• **Stored data**:
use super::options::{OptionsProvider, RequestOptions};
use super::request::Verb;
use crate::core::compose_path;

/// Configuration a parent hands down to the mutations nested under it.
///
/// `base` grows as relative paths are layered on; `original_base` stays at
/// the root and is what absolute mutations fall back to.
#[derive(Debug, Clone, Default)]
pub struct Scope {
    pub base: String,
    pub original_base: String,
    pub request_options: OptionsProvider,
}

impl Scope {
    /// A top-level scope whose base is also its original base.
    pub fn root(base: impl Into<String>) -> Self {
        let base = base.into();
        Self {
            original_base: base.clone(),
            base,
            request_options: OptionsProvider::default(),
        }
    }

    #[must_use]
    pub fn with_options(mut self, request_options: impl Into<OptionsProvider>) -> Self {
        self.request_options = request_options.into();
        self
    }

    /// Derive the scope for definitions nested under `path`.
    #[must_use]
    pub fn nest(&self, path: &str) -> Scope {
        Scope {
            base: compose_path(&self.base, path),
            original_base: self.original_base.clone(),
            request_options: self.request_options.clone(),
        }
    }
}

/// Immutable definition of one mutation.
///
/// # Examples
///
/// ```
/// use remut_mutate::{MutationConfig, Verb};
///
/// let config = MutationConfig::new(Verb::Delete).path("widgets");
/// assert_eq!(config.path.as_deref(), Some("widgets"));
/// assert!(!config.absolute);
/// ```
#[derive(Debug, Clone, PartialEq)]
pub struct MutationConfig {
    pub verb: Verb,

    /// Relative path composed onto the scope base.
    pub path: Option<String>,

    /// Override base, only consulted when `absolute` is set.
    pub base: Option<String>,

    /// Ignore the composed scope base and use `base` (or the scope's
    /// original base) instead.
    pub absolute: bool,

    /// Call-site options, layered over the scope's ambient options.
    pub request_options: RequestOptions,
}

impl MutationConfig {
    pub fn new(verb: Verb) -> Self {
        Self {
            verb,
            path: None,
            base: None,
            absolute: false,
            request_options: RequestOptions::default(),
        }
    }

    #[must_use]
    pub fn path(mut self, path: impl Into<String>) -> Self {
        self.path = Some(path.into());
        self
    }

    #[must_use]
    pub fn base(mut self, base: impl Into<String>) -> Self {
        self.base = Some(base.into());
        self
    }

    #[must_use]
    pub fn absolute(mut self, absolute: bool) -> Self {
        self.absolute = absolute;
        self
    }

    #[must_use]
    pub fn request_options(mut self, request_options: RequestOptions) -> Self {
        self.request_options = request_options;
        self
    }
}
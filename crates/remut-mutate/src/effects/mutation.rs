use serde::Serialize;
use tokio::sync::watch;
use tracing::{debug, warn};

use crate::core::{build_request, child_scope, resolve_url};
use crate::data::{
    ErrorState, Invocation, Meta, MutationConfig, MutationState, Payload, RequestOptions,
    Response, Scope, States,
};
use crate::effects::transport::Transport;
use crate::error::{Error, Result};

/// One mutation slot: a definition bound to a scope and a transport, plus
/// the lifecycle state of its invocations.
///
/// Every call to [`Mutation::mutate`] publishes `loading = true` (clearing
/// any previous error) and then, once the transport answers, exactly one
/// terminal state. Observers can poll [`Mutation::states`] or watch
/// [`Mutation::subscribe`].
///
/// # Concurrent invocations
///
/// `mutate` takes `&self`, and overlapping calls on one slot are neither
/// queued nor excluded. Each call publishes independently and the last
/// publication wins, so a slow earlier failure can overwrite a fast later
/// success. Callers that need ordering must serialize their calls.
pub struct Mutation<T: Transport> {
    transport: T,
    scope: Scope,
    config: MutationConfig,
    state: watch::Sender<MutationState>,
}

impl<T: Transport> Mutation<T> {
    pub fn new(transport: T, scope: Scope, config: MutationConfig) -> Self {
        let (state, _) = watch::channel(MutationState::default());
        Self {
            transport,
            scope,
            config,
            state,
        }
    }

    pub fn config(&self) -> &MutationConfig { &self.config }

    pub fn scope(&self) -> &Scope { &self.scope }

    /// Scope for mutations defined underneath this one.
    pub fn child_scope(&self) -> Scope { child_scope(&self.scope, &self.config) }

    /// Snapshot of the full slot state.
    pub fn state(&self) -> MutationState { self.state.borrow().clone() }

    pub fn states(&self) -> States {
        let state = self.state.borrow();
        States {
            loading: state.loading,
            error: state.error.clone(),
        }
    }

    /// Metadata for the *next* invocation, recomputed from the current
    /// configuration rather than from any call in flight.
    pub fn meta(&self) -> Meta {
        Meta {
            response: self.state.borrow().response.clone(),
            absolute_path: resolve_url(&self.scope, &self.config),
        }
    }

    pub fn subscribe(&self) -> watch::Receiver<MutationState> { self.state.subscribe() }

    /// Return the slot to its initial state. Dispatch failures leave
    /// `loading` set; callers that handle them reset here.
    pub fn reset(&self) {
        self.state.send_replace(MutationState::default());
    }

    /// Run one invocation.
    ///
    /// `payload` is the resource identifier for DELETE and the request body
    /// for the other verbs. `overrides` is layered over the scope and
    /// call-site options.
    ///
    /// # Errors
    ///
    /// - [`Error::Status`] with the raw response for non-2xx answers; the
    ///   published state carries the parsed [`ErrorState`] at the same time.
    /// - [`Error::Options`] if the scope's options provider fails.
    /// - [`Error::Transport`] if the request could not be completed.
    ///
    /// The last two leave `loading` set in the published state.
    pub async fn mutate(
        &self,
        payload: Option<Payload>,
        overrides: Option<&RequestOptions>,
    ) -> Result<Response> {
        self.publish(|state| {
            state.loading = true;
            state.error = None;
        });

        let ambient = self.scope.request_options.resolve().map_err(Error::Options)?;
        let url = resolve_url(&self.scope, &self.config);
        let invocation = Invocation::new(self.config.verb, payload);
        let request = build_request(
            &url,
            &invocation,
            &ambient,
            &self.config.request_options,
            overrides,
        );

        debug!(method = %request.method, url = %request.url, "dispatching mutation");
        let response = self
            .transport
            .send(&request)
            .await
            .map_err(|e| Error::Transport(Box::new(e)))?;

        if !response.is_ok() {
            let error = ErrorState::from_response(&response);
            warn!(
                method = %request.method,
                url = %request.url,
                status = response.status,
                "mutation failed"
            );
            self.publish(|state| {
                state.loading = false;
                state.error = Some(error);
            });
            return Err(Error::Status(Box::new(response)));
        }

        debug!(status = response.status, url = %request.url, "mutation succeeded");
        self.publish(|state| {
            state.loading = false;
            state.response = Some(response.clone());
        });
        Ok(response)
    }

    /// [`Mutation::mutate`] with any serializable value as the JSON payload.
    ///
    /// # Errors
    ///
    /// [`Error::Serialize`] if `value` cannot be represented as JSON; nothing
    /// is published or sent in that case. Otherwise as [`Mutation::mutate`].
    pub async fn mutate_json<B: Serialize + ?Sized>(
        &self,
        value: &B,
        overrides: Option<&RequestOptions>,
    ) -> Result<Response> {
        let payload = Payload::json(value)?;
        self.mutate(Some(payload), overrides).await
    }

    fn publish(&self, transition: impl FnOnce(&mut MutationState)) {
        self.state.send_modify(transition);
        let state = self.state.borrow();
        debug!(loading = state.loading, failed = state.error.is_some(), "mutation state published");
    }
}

• **Required work**:
Every entry must be output again, exactly as written above.

• **Output of the exercise**:
use super::options::{OptionsProvider, RequestOptions};
use super::request::Verb;
use crate::core::compose_path;

/// Configuration a parent hands down to the mutations nested under it.
///
/// `base` grows as relative paths are layered on; `original_base` stays at
/// the root and is what absolute mutations fall back to.
#[derive(Debug, Clone, Default)]
pub struct Scope {
    pub base: String,
    pub original_base: String,
    pub request_options: OptionsProvider,
}

impl Scope {
    /// A top-level scope whose base is also its original base.
    pub fn root(base: impl Into<String>) -> Self {
        let base = base.into();
        Self {
            original_base: base.clone(),
            base,
            request_options: OptionsProvider::default(),
        }
    }

    #[must_use]
    pub fn with_options(mut self, request_options: impl Into<OptionsProvider>) -> Self {
        self.request_options = request_options.into();
        self
    }

    /// Derive the scope for definitions nested under `path`.
    #[must_use]
    pub fn nest(&self, path: &str) -> Scope {
        Scope {
            base: compose_path(&self.base, path),
            original_base: self.original_base.clone(),
            request_options: self.request_options.clone(),
        }
    }
}

/// Immutable definition of one mutation.
///
/// # Examples
///
/// ```
/// use remut_mutate::{MutationConfig, Verb};
///
/// let config = MutationConfig::new(Verb::Delete).path("widgets");
/// assert_eq!(config.path.as_deref(), Some("widgets"));
/// assert!(!config.absolute);
/// ```
#[derive(Debug, Clone, PartialEq)]
pub struct MutationConfig {
    pub verb: Verb,

    /// Relative path composed onto the scope base.
    pub path: Option<String>,

    /// Override base, only consulted when `absolute` is set.
    pub base: Option<String>,

    /// Ignore the composed scope base and use `base` (or the scope's
    /// original base) instead.
    pub absolute: bool,

    /// Call-site options, layered over the scope's ambient options.
    pub request_options: RequestOptions,
}

impl MutationConfig {
    pub fn new(verb: Verb) -> Self {
        Self {
            verb,
            path: None,
            base: None,
            absolute: false,
            request_options: RequestOptions::default(),
        }
    }

    #[must_use]
    pub fn path(mut self, path: impl Into<String>) -> Self {
        self.path = Some(path.into());
        self
    }

    #[must_use]
    pub fn base(mut self, base: impl Into<String>) -> Self {
        self.base = Some(base.into());
        self
    }

    #[must_use]
    pub fn absolute(mut self, absolute: bool) -> Self {
        self.absolute = absolute;
        self
    }

    #[must_use]
    pub fn request_options(mut self, request_options: RequestOptions) -> Self {
        self.request_options = request_options;
        self
    }
}
filename crates/remut-mutate/src/effects/mutation.rs
use serde::Serialize;
use tokio::sync::watch;
use tracing::{debug, warn};

use crate::core::{build_request, child_scope, resolve_url};
use crate::data::{
    ErrorState, Invocation, Meta, MutationConfig, MutationState, Payload, RequestOptions,
    Response, Scope, States,
};
use crate::effects::transport::Transport;
use crate::error::{Error, Result};

/// One mutation slot: a definition bound to a scope and a transport, plus
/// the lifecycle state of its invocations.
///
/// Every call to [`Mutation::mutate`] publishes `loading = true` (clearing
/// any previous error) and then, once the transport answers, exactly one
/// terminal state. Observers can poll [`Mutation::states`] or watch
/// [`Mutation::subscribe`].
///
/// # Concurrent invocations
///
/// `mutate` takes `&self`, and overlapping calls on one slot are neither
/// queued nor excluded. Each call publishes independently and the last
/// publication wins, so a slow earlier failure can overwrite a fast later
/// success. Callers that need ordering must serialize their calls.
pub struct Mutation<T: Transport> {
    transport: T,
    scope: Scope,
    config: MutationConfig,
    state: watch::Sender<MutationState>,
}

impl<T: Transport> Mutation<T> {
    pub fn new(transport: T, scope: Scope, config: MutationConfig) -> Self {
        let (state, _) = watch::channel(MutationState::default());
        Self {
            transport,
            scope,
            config,
            state,
        }
    }

    pub fn config(&self) -> &MutationConfig { &self.config }

    pub fn scope(&self) -> &Scope { &self.scope }

    /// Scope for mutations defined underneath this one.
    pub fn child_scope(&self) -> Scope { child_scope(&self.scope, &self.config) }

    /// Snapshot of the full slot state.
    pub fn state(&self) -> MutationState { self.state.borrow().clone() }

    pub fn states(&self) -> States {
        let state = self.state.borrow();
        States {
            loading: state.loading,
            error: state.error.clone(),
        }
    }

    /// Metadata for the *next* invocation, recomputed from the current
    /// configuration rather than from any call in flight.
    pub fn meta(&self) -> Meta {
        Meta {
            response: self.state.borrow().response.clone(),
            absolute_path: resolve_url(&self.scope, &self.config),
        }
    }

    pub fn subscribe(&self) -> watch::Receiver<MutationState> { self.state.subscribe() }

    /// Return the slot to its initial state. Dispatch failures leave
    /// `loading` set; callers that handle them reset here.
    pub fn reset(&self) {
        self.state.send_replace(MutationState::default());
    }

    /// Run one invocation.
    ///
    /// `payload` is the resource identifier for DELETE and the request body
    /// for the other verbs. `overrides` is layered over the scope and
    /// call-site options.
    ///
    /// # Errors
    ///
    /// - [`Error::Status`] with the raw response for non-2xx answers; the
    ///   published state carries the parsed [`ErrorState`] at the same time.
    /// - [`Error::Options`] if the scope's options provider fails.
    /// - [`Error::Transport`] if the request could not be completed.
    ///
    /// The last two leave `loading` set in the published state.
    pub async fn mutate(
        &self,
        payload: Option<Payload>,
        overrides: Option<&RequestOptions>,
    ) -> Result<Response> {
        self.publish(|state| {
            state.loading = true;
            state.error = None;
        });

        let ambient = self.scope.request_options.resolve().map_err(Error::Options)?;
        let url = resolve_url(&self.scope, &self.config);
        let invocation = Invocation::new(self.config.verb, payload);
        let request = build_request(
            &url,
            &invocation,
            &ambient,
            &self.config.request_options,
            overrides,
        );

        debug!(method = %request.method, url = %request.url, "dispatching mutation");
        let response = self
            .transport
            .send(&request)
            .await
            .map_err(|e| Error::Transport(Box::new(e)))?;

        if !response.is_ok() {
            let error = ErrorState::from_response(&response);
            warn!(
                method = %request.method,
                url = %request.url,
                status = response.status,
                "mutation failed"
            );
            self.publish(|state| {
                state.loading = false;
                state.error = Some(error);
            });
            return Err(Error::Status(Box::new(response)));
        }

        debug!(status = response.status, url = %request.url, "mutation succeeded");
        self.publish(|state| {
            state.loading = false;
            state.response = Some(response.clone());
        });
        Ok(response)
    }

    /// [`Mutation::mutate`] with any serializable value as the JSON payload.
    ///
    /// # Errors
    ///
    /// [`Error::Serialize`] if `value` cannot be represented as JSON; nothing
    /// is published or sent in that case. Otherwise as [`Mutation::mutate`].
    pub async fn mutate_json<B: Serialize + ?Sized>(
        &self,
        value: &B,
        overrides: Option<&RequestOptions>,
    ) -> Result<Response> {
        let payload = Payload::json(value)?;
        self.mutate(Some(payload), overrides).await
    }

    fn publish(&self, transition: impl FnOnce(&mut MutationState)) {
        self.state.send_modify(transition);
        let state = self.state.borrow();
        debug!(loading = state.loading, failed = state.error.is_some(), "mutation state published");
    }
}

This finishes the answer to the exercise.